Ideally, researchers like to demonstrate a double dissociation of function—that is, a demonstration that one lesion impairs behavior A more than behavior B, whereas a second lesion impairs B more than A. If some kind of brain damage impairs explicit memory more than implicit memory, we don’t know that it is specifically important for explicit memory, because an alternative explanation is that explicit memory is more difficult than implicit memory. In that case, any lesion that impaired attention, arousal, motivation, or other processes would impair explicit more than implicit memory. However, if other kinds of brain damage impair implicit more than explicit memory, we gain confidence that the two kinds of lesions are really affecting memory in different ways.
A further difficulty with lesion studies is that the brain’s plasticity can mask the effect of a deficit. For example, many neurotransmitters contribute to the regulation of feeding, but a targeted disruption of one of them may have little effect because the others compensate. In some cases, disrupting one pathway sets in motion a reorganization of others with far-reaching, unpredicted effects. In one study, researchers knocked out the gene for one type of potassium channel in the neuronal membrane in mice. Although one would expect to find deficits, the first effect they noticed was that the mice had a thousand fold increase in their olfactory sensitivity (Fadool et al., 2004).
Effects Of Brain Stimulation
If brain damage impairs some behavior, stimulation should increase it. Thus, one way to confirm the results from a lesion study is to follow up with a stimulation study. One method suitable for use with healthy humans is to apply a magnetic field to the scalp, using much briefer and milder amounts than with the transcranial magnetic stimulation mentioned earlier. The result is increased activity of neurons in the brain areas nearest the magnet (Fitzgerald, T. L. Brown, & Daskalakis, 2002). Occasionally, neurologists have electrically stimulated spots in the brain of a person who is undergoing brain surgery under local anesthesia. For example, that kind of research was responsible for the first mapping of the human motor cortex and somatosensory cortex (Penfield & Rasmussen, 1950).
With laboratory animals, researchers can use a stereotaxic instrument to insert an electrode to stimulate a small area anywhere in the brain, such as the hypothalamus. Alternatively, they inject chemicals either into the bloodstream or directly into the brain. Examples include drugs that stimulate or block particular neurotransmitter receptors. Other examples include hormones, which modulate activity of whatever neurons respond to them. If injected systemically, the chemicals exert their effects wherever the corresponding receptors occur in the brain. If injected in small amounts into a specific brain area, they have much more localized effects. This type of research has become common in behavioral neuroscience.

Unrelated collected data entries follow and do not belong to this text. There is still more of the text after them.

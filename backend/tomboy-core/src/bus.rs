//! Memory bus: 32-bit address decoding and per-cycle component advancement

use crate::apu::Apu;
use crate::control::{ControlRegisters, CpuSpeed};
use crate::cpu::{BusInterface, InterruptType};
use crate::dma::DmaUnit;
use crate::graphics::RgbaFrameBuffer;
use crate::inputs::InputState;
use crate::interrupts::InterruptRegisters;
use crate::memory::Memory;
use crate::net::NetworkPort;
use crate::ppu::Ppu;
use crate::program::Program;
use crate::rtc::RealTimeClock;
use crate::timer::Timer;

pub struct Bus<'a> {
    pub program: &'a Program,
    pub ppu: &'a mut Ppu,
    pub apu: &'a mut Apu,
    pub memory: &'a mut Memory,
    pub net: &'a mut NetworkPort,
    pub rtc: &'a mut RealTimeClock,
    pub interrupt_registers: &'a mut InterruptRegisters,
    pub control: &'a mut ControlRegisters,
    pub timer: &'a mut Timer,
    pub dma_unit: &'a mut DmaUnit,
    pub input_state: &'a mut InputState,
    pub rgba_buffer: &'a RgbaFrameBuffer,
}

impl Bus<'_> {
    /// Advance every component by one bus cycle. Normative order: timer, then APU, then PPU
    /// dots, then DMA.
    fn tick_components(&mut self) {
        self.timer.tick_bus_cycle(self.interrupt_registers);
        self.net.tick_bus_cycle(self.interrupt_registers);
        self.rtc.tick_bus_cycle(self.interrupt_registers);

        if self.control.speed == CpuSpeed::Double {
            // In double speed the CPU runs two bus cycles per 4 master cycles; everything below
            // advances at its normal rate
            self.control.double_speed_odd_cycle = !self.control.double_speed_odd_cycle;
            if self.control.double_speed_odd_cycle {
                return;
            }
        }

        self.apu.tick_bus_cycle(self.timer, self.control.speed);

        for _ in 0..4 {
            self.ppu.tick_dot(
                *self.control,
                self.dma_unit.oam_dma_in_progress(),
                self.interrupt_registers,
            );
        }

        self.dma_unit.oam_dma_tick(self.program, self.memory, self.ppu);

        if self.ppu.take_hblank_entered() {
            self.dma_unit.notify_hblank();
        }
        for _ in 0..2 {
            self.dma_unit.vram_dma_copy_byte(self.program, self.memory, self.ppu);
        }
    }

    fn read_io_register(&self, address: u32) -> u8 {
        let port = address as u8;
        log::trace!("I/O register read: {port:02X}");

        match port {
            0x00 => self.input_state.read_joyp(),
            0x01 => self.net.read_control(),
            0x04 => self.timer.read_div(),
            0x05 => self.timer.read_tima(),
            0x06 => self.timer.read_tma(),
            0x07 => self.timer.read_tac(),
            0x08..=0x0E => self.rtc.read_register(port),
            0x0F => self.interrupt_registers.read_if(),
            0x10..=0x26 | 0x30..=0x3F => self.apu.read_register(address),
            0x40..=0x45 | 0x4A..=0x4E | 0x50 | 0x58..=0x5B => self.ppu.read_register(port),
            0x46..=0x48 => self.dma_unit.read_dma_page(port - 0x46),
            0x49 => self.dma_unit.read_dma_register(),
            0x4F => self.control.read_key1(),
            0x51..=0x54 => self.dma_unit.read_hdma_source(port - 0x51),
            0x55 | 0x56 => self.dma_unit.read_hdma_dest(port - 0x55),
            0x57 => self.dma_unit.read_hdma7(),
            0x5C => self.control.read_opri(),
            0x5D => self.control.read_grpm(),
            0x5E => self.control.vbp_scratch,
            0x60 => self.apu.read_pcm12(),
            0x61 => self.apu.read_pcm34(),
            _ => {
                log::debug!("Unexpected I/O register read: {port:02X}");
                0xFF
            }
        }
    }

    fn write_io_register(&mut self, address: u32, value: u8) {
        let port = address as u8;
        log::trace!("I/O register write: {port:02X} {value:02X}");

        match port {
            0x00 => self.input_state.write_joyp(value),
            0x01 => self.net.write_control(value),
            0x04 => self.timer.write_div(self.interrupt_registers),
            0x05 => self.timer.write_tima(value),
            0x06 => self.timer.write_tma(value),
            0x07 => self.timer.write_tac(value, self.interrupt_registers),
            0x08..=0x0E => self.rtc.write_register(port, value),
            0x0F => self.interrupt_registers.write_if(value),
            0x10..=0x26 | 0x30..=0x3F => self.apu.write_register(address, value),
            0x40..=0x45 | 0x4A..=0x4E | 0x50 | 0x58..=0x5B => {
                self.ppu.write_register(port, value);
            }
            0x46..=0x48 => self.dma_unit.write_dma_page(port - 0x46, value),
            0x49 => self.dma_unit.write_dma_register(value),
            0x4F => self.control.write_key1(value),
            0x51..=0x54 => self.dma_unit.write_hdma_source(port - 0x51, value),
            0x55 | 0x56 => self.dma_unit.write_hdma_dest(port - 0x55, value),
            0x57 => self.dma_unit.write_hdma7(value),
            0x5C => self.control.write_opri(value),
            0x5D => self.control.write_grpm(value),
            0x5E => self.control.vbp_scratch = value,
            _ => {
                log::debug!("Unexpected I/O register write: {port:02X} {value:02X}");
            }
        }
    }
}

impl BusInterface for Bus<'_> {
    fn read(&mut self, address: u32) -> u8 {
        self.tick_components();

        match address {
            0x0000_0000..=0x3FFF_FFFF => self.program.read_rom(address),
            // XRAM window: reserved
            0x4000_0000..=0x7FFF_FFFF => 0xFF,
            0x8000_0000..=0x9FFF_FFFF => self.memory.read_sram(address),
            0xA000_0000..=0xA001_67FF => self.rgba_buffer.read_byte(address & 0x0001_FFFF),
            0xB000_0000..=0xB000_FFFF => self.net.read_send_ram(address),
            0xB001_0000..=0xB001_FFFF => self.net.read_recv_ram(address),
            0xC000_0000..=0xDFFF_FFFF => self.memory.read_wram(address),
            0xE000_0000..=0xE000_1FFF => self.ppu.read_vram(address),
            0xE001_0000..=0xE001_007F => self.ppu.read_cram(address & 0x7F),
            0xE002_0000..=0xE002_009F => {
                if self.dma_unit.oam_dma_in_progress() {
                    0xFF
                } else {
                    self.ppu.read_oam(address)
                }
            }
            0xE003_0000..=0xE003_000F => self.apu.read_wave_ram(address),
            0xFFFF_FF00..=0xFFFF_FFFE => self.read_io_register(address),
            0xFFFF_FFFF => self.interrupt_registers.read_ie(),
            _ => {
                log::debug!("Unmapped read: {address:08X}");
                0xFF
            }
        }
    }

    fn write(&mut self, address: u32, value: u8) {
        self.tick_components();

        match address {
            // Program ROM and the screen shadow are read-only
            0x0000_0000..=0x3FFF_FFFF | 0xA000_0000..=0xA001_67FF => {}
            0x8000_0000..=0x9FFF_FFFF => self.memory.write_sram(address, value),
            0xB000_0000..=0xB000_FFFF => self.net.write_send_ram(address, value),
            0xB001_0000..=0xB001_FFFF => self.net.write_recv_ram(address, value),
            0xC000_0000..=0xDFFF_FFFF => self.memory.write_wram(address, value),
            0xE000_0000..=0xE000_1FFF => self.ppu.write_vram(address, value),
            0xE001_0000..=0xE001_007F => self.ppu.write_cram(address & 0x7F, value),
            0xE002_0000..=0xE002_009F => {
                if !self.dma_unit.oam_dma_in_progress() {
                    self.ppu.write_oam(address, value);
                }
            }
            0xE003_0000..=0xE003_000F => self.apu.write_wave_ram(address, value),
            0xFFFF_FF00..=0xFFFF_FFFE => self.write_io_register(address, value),
            0xFFFF_FFFF => self.interrupt_registers.write_ie(value),
            _ => {
                log::debug!("Unmapped write: {address:08X} {value:02X}");
            }
        }
    }

    fn idle(&mut self) {
        self.tick_components();
    }

    fn read_ie_register(&self) -> u8 {
        self.interrupt_registers.read_ie() & 0x3F
    }

    fn read_if_register(&self) -> u8 {
        self.interrupt_registers.read_if() & 0x3F
    }

    fn acknowledge_interrupt(&mut self, interrupt_type: InterruptType) {
        self.interrupt_registers.clear_flag(interrupt_type);
    }

    fn halt(&self) -> bool {
        self.dma_unit.vram_dma_active()
    }

    fn speed_switch_armed(&self) -> bool {
        self.control.speed_switch_armed
    }

    fn perform_speed_switch(&mut self) {
        self.control.perform_speed_switch();
    }
}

An alternative to injecting chemicals is to use a virus vector to increase the expression of a particular gene. For example, male prairie voles form pair bonds with females and help them rear their young, whereas males of the closely related meadow voles do not. They differ in their secretion of the pituitary hormone vasopressin, with prairie voles secreting much more. When researchers used a viral vector to transfer a gene into the hypo-thalamus and pituitary of meadow voles, increasing their production and release of vasopressin, the males became monogamous and began helping with infant care (Lim et al., 2004).
Directly stimulating the brain is, of course, unlike normal brain activity. When you see a face or hear a melody, you have a distinct pattern of activity distributed over a huge number of cells, modulated in a specific way over time. Electrical or magnetic stimulation of a small brain area can produce meaningful results in certain areas where precise timing is less important—for example, the areas controlling hunger or thirst. However, stimulation of any one spot in the primary visual cortex produces reports of flashes of light, not of meaningful objects.
For decades, the same appeared to be true of the motor cortex as well. Brief electrical stimulation of monkeys’ motor cortex produced only uncoordinated muscle twitches. However, later researchers found that a half-second pulse of stimulation elicited complex sequences of actions. In one case, stimulation of a certain spot led a monkey to move its hand from wherever it was to its mouth, even though the monkey had to use different muscles depending on the starting position of the hand (Graziano, Taylor, & Moore, 2002). In this case, stimulation research led us to a new conclusion: Cells of the motor cortex have their output organized according to the outcome of the movement, not the muscle contractions themselves (Scott, 2004).
Recording Brain Activity
We generally think of biological psychology or behavioral neuroscience as a field that uses experimental methods. However, a significant amount of research also uses correlational methods. For example, researchers correlate observed behavior with measurements of brain activity.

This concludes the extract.